▶ _TASK OBJECTIVE_
Copy every line of the following data that includes the string "HTTP".

▶ _EXCERPTED DATA_
/// 마켓 코어 에러 타입
/// HTTP 계층은 `status_class` 를 보고 응답 코드를 정한다.
// region:    --- Imports
use thiserror::Error;
// endregion: --- Imports

// region:    --- Error
#[derive(Debug, Error)]
pub enum MarketError {
    #[error("{entity} 을(를) 찾을 수 없습니다: id {id}")]
    NotFound { entity: &'static str, id: i64 },

    #[error("{entity} 을(를) 찾을 수 없습니다: code {code}")]
    NotFoundByCode { entity: &'static str, code: String },

    #[error("경매 {auction_id} 의 상태가 올바르지 않습니다: {reason}")]
    InvalidState { auction_id: i64, reason: String },

    #[error("입찰 금액 {value} 이(가) 현재 최고 입찰가 {leading} 보다 높지 않습니다.")]
    BidTooLow { value: i64, leading: i64 },

    #[error("등록되지 않은 상품 종류입니다: {0}")]
    UnknownKind(String),

    #[error("제약 조건 위반: {0}")]
    ConstraintViolation(String),

    #[error("잘못된 상품 데이터: {0}")]
    InvalidPayload(#[from] serde_json::Error),

    #[error("설정 오류: {0}")]
    Config(String),

    #[error("데이터베이스 오류: {0}")]
    Database(#[source] sqlx::Error),
}

pub type Result<T> = std::result::Result<T, MarketError>;

impl MarketError {
    /// HTTP 응답 코드 힌트
    pub fn status_class(&self) -> u16 {
        match self {
            MarketError::NotFound { .. } | MarketError::NotFoundByCode { .. } => 404,
            MarketError::BidTooLow { .. }
            | MarketError::InvalidState { .. }
            | MarketError::InvalidPayload(_) => 400,
            _ => 500,
        }
    }
}

impl From<sqlx::Error> for MarketError {
    fn from(err: sqlx::Error) -> Self {
        if let sqlx::Error::Database(db_err) = &err {
            if db_err.is_unique_violation()
                || db_err.is_foreign_key_violation()
                || db_err.is_check_violation()
            {
                return MarketError::ConstraintViolation(db_err.message().to_string());
            }
        }
        MarketError::Database(err)
    }
}
// endregion: --- Error
/// 판매 상품 통합 목록 조회
/// 한 번의 조인 쿼리로 경매/정가 상품을 함께 조회하고, 같은 조건의 건수 쿼리로 페이지 수를 계산한다.
// region:    --- Imports
use crate::database::DatabaseManager;
use crate::error::Result;
use std::sync::Arc;
use tracing::{info, warn};
// endregion: --- Imports

// region:    --- Modules
pub mod filter;
pub mod planner;
pub mod row;

pub use filter::{CatalogFilter, Pagination, RangeOp, StatusRange};
pub use planner::{plan_count, plan_page, BindValue, CatalogQuery};
pub use row::{
    AuctionVariant, CatalogEntry, CatalogPage, CatalogRow, CatalogVariant, ListingVariant,
    ReferenceData,
};
// endregion: --- Modules

// region:    --- Catalog Planner
pub struct CatalogPlanner {
    db_manager: Arc<DatabaseManager>,
}

impl CatalogPlanner {
    pub fn new(db_manager: Arc<DatabaseManager>) -> Self {
        Self { db_manager }
    }

    /// 판매 상품 목록 조회
    pub async fn search(&self, filter: &CatalogFilter) -> Result<CatalogPage> {
        info!("{:<12} --> 판매 상품 목록 조회: {:?}", "Catalog", filter);
        let pagination = filter.pagination();

        let page_query = plan_page(filter);
        let rows = page_query
            .bind_to(sqlx::query_as::<_, CatalogRow>(&page_query.sql))
            .fetch_all(self.db_manager.pool())
            .await?;

        let count_query = plan_count(filter);
        let (total,) = count_query
            .bind_to(sqlx::query_as::<_, (i64,)>(&count_query.sql))
            .fetch_one(self.db_manager.pool())
            .await?;

        let mut entries = Vec::with_capacity(rows.len());
        for row in rows {
            let sale_item_id = row.sale_item_id;
            let service_name = row.service_name.clone();
            match row.into_entry() {
                Some(entry) => entries.push(entry),
                None => warn!(
                    "{:<12} --> 상품 정보를 만들 수 없는 행: sale_item={}, service={}",
                    "Catalog", sale_item_id, service_name
                ),
            }
        }

        Ok(CatalogPage {
            entries,
            total,
            page: pagination.page,
            page_size: pagination.page_size,
            total_pages: pagination.total_pages(total),
        })
    }
}
// endregion: --- Catalog Planner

▶ _ANSWER FOR THE TASK_
/// HTTP 계층은 `status_class` 를 보고 응답 코드를 정한다.
    /// HTTP 응답 코드 힌트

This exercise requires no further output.